Superata, nel 2020, la soglia delle
500 milioni di bottiglie di Prosecco Doc certificate nell’arco di un anno.
"Si tratta di un traguardo storico per il Prosecco Doc
– commenta il presidente del Consorzio, Stefano Zanette – però non costituisce
di certo un punto d’arrivo. Sono molte, infatti, le sfide che ancora ci
attendono, a cominciare da quella che riguarda la segmentazione dell’offerta
con una maggior caratterizzazione delle produzioni anche dal punto di vista organolettico
sensoriale”
E questo la dice lunga sulla qualità, molte volte, “ballerina”.
Attenzione, cominciamo a leggere nel senso giusto le
comunicazioni. In questo caso stiamo parlando della D.O.C. e non della D.O.C.G.

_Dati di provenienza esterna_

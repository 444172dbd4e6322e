// Copyright (c) 2025, Jason Jenkins
// SPDX-License-Identifier: BSD-3-Clause

//! Post draft state management.
//!
//! This module holds the form-level state of the post being edited: the
//! image description and caption, generated hashtags, the overlay text and
//! its style, and the export framing. Fields are read freely but only
//! changed through setters, which validate and normalize input.

use super::export_config::{AspectRatio, ExportConfig, FitMode};
use super::style::{clamp_font_size, FontChoice, HexColor, TextAlign, TextStyle};

pub const DEFAULT_OVERLAY_TEXT: &str = "Your Text Here";

/// Everything the user configures about a post apart from the photo and
/// the overlay geometry.
#[derive(Debug, Clone, PartialEq)]
pub struct PostDraft {
    description: String,
    caption: String,
    hashtags: Vec<String>,
    overlay_text: String,
    style: TextStyle,
    export: ExportConfig,
}

impl Default for PostDraft {
    fn default() -> Self {
        Self {
            description: String::new(),
            caption: String::new(),
            hashtags: Vec::new(),
            overlay_text: DEFAULT_OVERLAY_TEXT.to_string(),
            style: TextStyle::default(),
            export: ExportConfig::default(),
        }
    }
}

impl PostDraft {
    pub fn new() -> Self {
        Self::default()
    }

    pub fn description(&self) -> &str {
        &self.description
    }

    pub fn caption(&self) -> &str {
        &self.caption
    }

    pub fn hashtags(&self) -> &[String] {
        &self.hashtags
    }

    pub fn overlay_text(&self) -> &str {
        &self.overlay_text
    }

    pub fn style(&self) -> &TextStyle {
        &self.style
    }

    pub fn export(&self) -> &ExportConfig {
        &self.export
    }

    /// Whether there is any visible overlay text to draw.
    pub fn has_overlay_text(&self) -> bool {
        !self.overlay_text.trim().is_empty()
    }

    /// Hashtags joined for the clipboard, or `None` when there are none.
    pub fn hashtags_for_clipboard(&self) -> Option<String> {
        if self.hashtags.is_empty() {
            None
        } else {
            Some(self.hashtags.join(" "))
        }
    }

    pub fn set_description(&mut self, description: impl Into<String>) {
        self.description = description.into();
    }

    pub fn set_caption(&mut self, caption: impl Into<String>) {
        self.caption = caption.into();
    }

    /// Replace the hashtags, trimming blanks and making sure each starts
    /// with a single `#`.
    pub fn set_hashtags<I, S>(&mut self, hashtags: I)
    where
        I: IntoIterator<Item = S>,
        S: AsRef<str>,
    {
        self.hashtags = hashtags
            .into_iter()
            .filter_map(|tag| {
                let tag = tag.as_ref().trim().trim_start_matches('#');
                if tag.is_empty() {
                    None
                } else {
                    Some(format!("#{tag}"))
                }
            })
            .collect();
    }

    pub fn set_overlay_text(&mut self, text: impl Into<String>) {
        self.overlay_text = text.into();
    }

    pub fn set_font(&mut self, font: FontChoice) {
        self.style.font = font;
    }

    pub fn set_color(&mut self, color: HexColor) {
        self.style.color = color;
    }

    /// Set the font size, clamped to the supported range.
    pub fn set_font_size(&mut self, size: f32) {
        self.style.size = clamp_font_size(size);
    }

    pub fn set_shadow(&mut self, shadow: bool) {
        self.style.shadow = shadow;
    }

    pub fn set_outline(&mut self, outline: bool) {
        self.style.outline = outline;
    }

    pub fn set_align(&mut self, align: TextAlign) {
        self.style.align = align;
    }

    pub fn set_aspect_ratio(&mut self, aspect_ratio: AspectRatio) {
        self.export.aspect_ratio = aspect_ratio;
    }

    pub fn set_fit_mode(&mut self, fit_mode: FitMode) {
        self.export.fit_mode = fit_mode;
    }
}

#[cfg(test)]
mod tests {
    use super::*;

    #[test]
    fn test_defaults_match_editor_form() {
        let draft = PostDraft::new();
        assert_eq!(draft.overlay_text(), "Your Text Here");
        assert_eq!(draft.style().size, 32.0);
        assert!(draft.style().shadow);
        assert!(!draft.style().outline);
        assert_eq!(draft.export().aspect_ratio, AspectRatio::Square);
        assert_eq!(draft.export().fit_mode, FitMode::Fill);
    }

    #[test]
    fn test_font_size_setter_clamps() {
        let mut draft = PostDraft::new();
        draft.set_font_size(500.0);
        assert_eq!(draft.style().size, 100.0);
        draft.set_font_size(1.0);
        assert_eq!(draft.style().size, 10.0);
    }

    #[test]
    fn test_hashtags_are_normalized() {
        let mut draft = PostDraft::new();
        draft.set_hashtags(["#sunset", "beach", "  ", "##travel "]);
        assert_eq!(draft.hashtags(), ["#sunset", "#beach", "#travel"]);
        assert_eq!(
            draft.hashtags_for_clipboard().as_deref(),
            Some("#sunset #beach #travel")
        );
    }

    #[test]
    fn test_clipboard_empty_without_hashtags() {
        assert_eq!(PostDraft::new().hashtags_for_clipboard(), None);
    }

    #[test]
    fn test_whitespace_text_is_not_drawn() {
        let mut draft = PostDraft::new();
        draft.set_overlay_text("   \n ");
        assert!(!draft.has_overlay_text());
    }
}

Impariamo a distinguere. È necessario visto dove siamo arrivati con il “fenomeno
Prosecco”.
- D.O.C. si estende nelle intere regioni Veneto e Friuli-Venezia Giulia, da Trieste a Rovigo;
- D.O.G.C. solo a Conegliano Valdobbiadene e Asolo
Certo dal lato marketing al Consorzio D.O.C. ne indovinano una dietro l’altra. Basti pensare all’ormai dichiarato ed acclamato fenomeno Rosé, del tutto inventato dal nulla.

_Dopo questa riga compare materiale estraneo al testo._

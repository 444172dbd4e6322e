// Copyright (c) 2025, Jason Jenkins
// SPDX-License-Identifier: BSD-3-Clause

//! Sign-in, registration and account status screens.

use crate::services::access::Route;

/// Credentials being typed on the sign-in or register screen.
#[derive(Debug, Default)]
pub struct LoginForm {
    pub email: String,
    pub password: String,
}

pub enum LoginAction {
    None,
    SignIn { email: String, password: String },
    Register { email: String, password: String },
    Navigate(Route),
}

/// Display the sign-in (`Route::SignIn`) or register screen.
pub fn show(ui: &mut egui::Ui, form: &mut LoginForm, route: Route, busy: bool) -> LoginAction {
    let registering = route == Route::Register;
    let mut action = LoginAction::None;

    centered_card(ui, |ui| {
        ui.heading(if registering { "Create an account" } else { "Welcome to PostCraft" });
        ui.label(
            egui::RichText::new(if registering {
                "New accounts need an administrator's approval."
            } else {
                "Sign in to continue."
            })
            .weak(),
        );
        ui.add_space(12.0);

        ui.label("Email");
        ui.add(egui::TextEdit::singleline(&mut form.email).hint_text("you@example.com"));
        ui.label("Password");
        let password = ui.add(egui::TextEdit::singleline(&mut form.password).password(true));
        let submitted = password.lost_focus() && ui.input(|i| i.key_pressed(egui::Key::Enter));
        ui.add_space(8.0);

        ui.horizontal(|ui| {
            let label = if registering { "Register" } else { "Sign In" };
            let clicked = ui.add_enabled(!busy, egui::Button::new(label)).clicked();
            if busy {
                ui.spinner();
            }
            if (clicked || submitted) && !busy {
                let email = form.email.trim().to_string();
                let password = form.password.clone();
                action = if registering {
                    LoginAction::Register { email, password }
                } else {
                    LoginAction::SignIn { email, password }
                };
            }
        });

        ui.add_space(8.0);
        let (prompt, link, target) = if registering {
            ("Already have an account?", "Sign in", Route::SignIn)
        } else {
            ("No account yet?", "Register", Route::Register)
        };
        ui.horizontal(|ui| {
            ui.label(prompt);
            if ui.link(link).clicked() {
                action = LoginAction::Navigate(target);
            }
        });
    });
    action
}

pub enum StatusAction {
    None,
    CheckAgain,
    SignOut,
}

/// Display the awaiting-approval or denied screen.
pub fn show_status(ui: &mut egui::Ui, route: Route, email: &str, busy: bool) -> StatusAction {
    let mut action = StatusAction::None;
    centered_card(ui, |ui| {
        if route == Route::Denied {
            ui.heading("Access denied");
            ui.label("An administrator has declined access for this account.");
        } else {
            ui.heading("Awaiting approval");
            ui.label("Your account has been created and is waiting for an administrator to approve it.");
        }
        ui.add_space(6.0);
        ui.label(egui::RichText::new(email).weak());
        ui.add_space(12.0);
        ui.horizontal(|ui| {
            if ui.add_enabled(!busy, egui::Button::new("⟳ Check again")).clicked() {
                action = StatusAction::CheckAgain;
            }
            if busy {
                ui.spinner();
            }
            if ui.button("Sign out").clicked() {
                action = StatusAction::SignOut;
            }
        });
    });
    action
}

fn centered_card(ui: &mut egui::Ui, add_contents: impl FnOnce(&mut egui::Ui)) {
    ui.vertical_centered(|ui| {
        ui.add_space((ui.available_height() / 2.0 - 140.0).max(20.0));
        egui::Frame::group(ui.style())
            .inner_margin(egui::Margin::same(20.0))
            .show(ui, |ui| {
                ui.set_max_width(340.0);
                ui.vertical(add_contents);
            });
    });
}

E pensare che, al tempo della mia formazione, insegnavano che il “vino prosecco era a base di uve prosecco”, facendo passare
una bugia al solo fine di una identificazione redditizia. Oggi “abiurata” per
far posto al rosé.
Non c’è limiti alla creatività legata al marketing. Alcuni giorni fa un amico tedesco (il prosecco in Germania registra numeri da capogiro) mi ha chiesto lumi e spiegazioni sul “vitigno prosecco rosé”. Non ho riportato male la domanda: vitigno prosecco rosé.
“L’onnipotenza dei messaggi
pubblicitari”.
Amici del buon bere: difendiamoci finché possibile!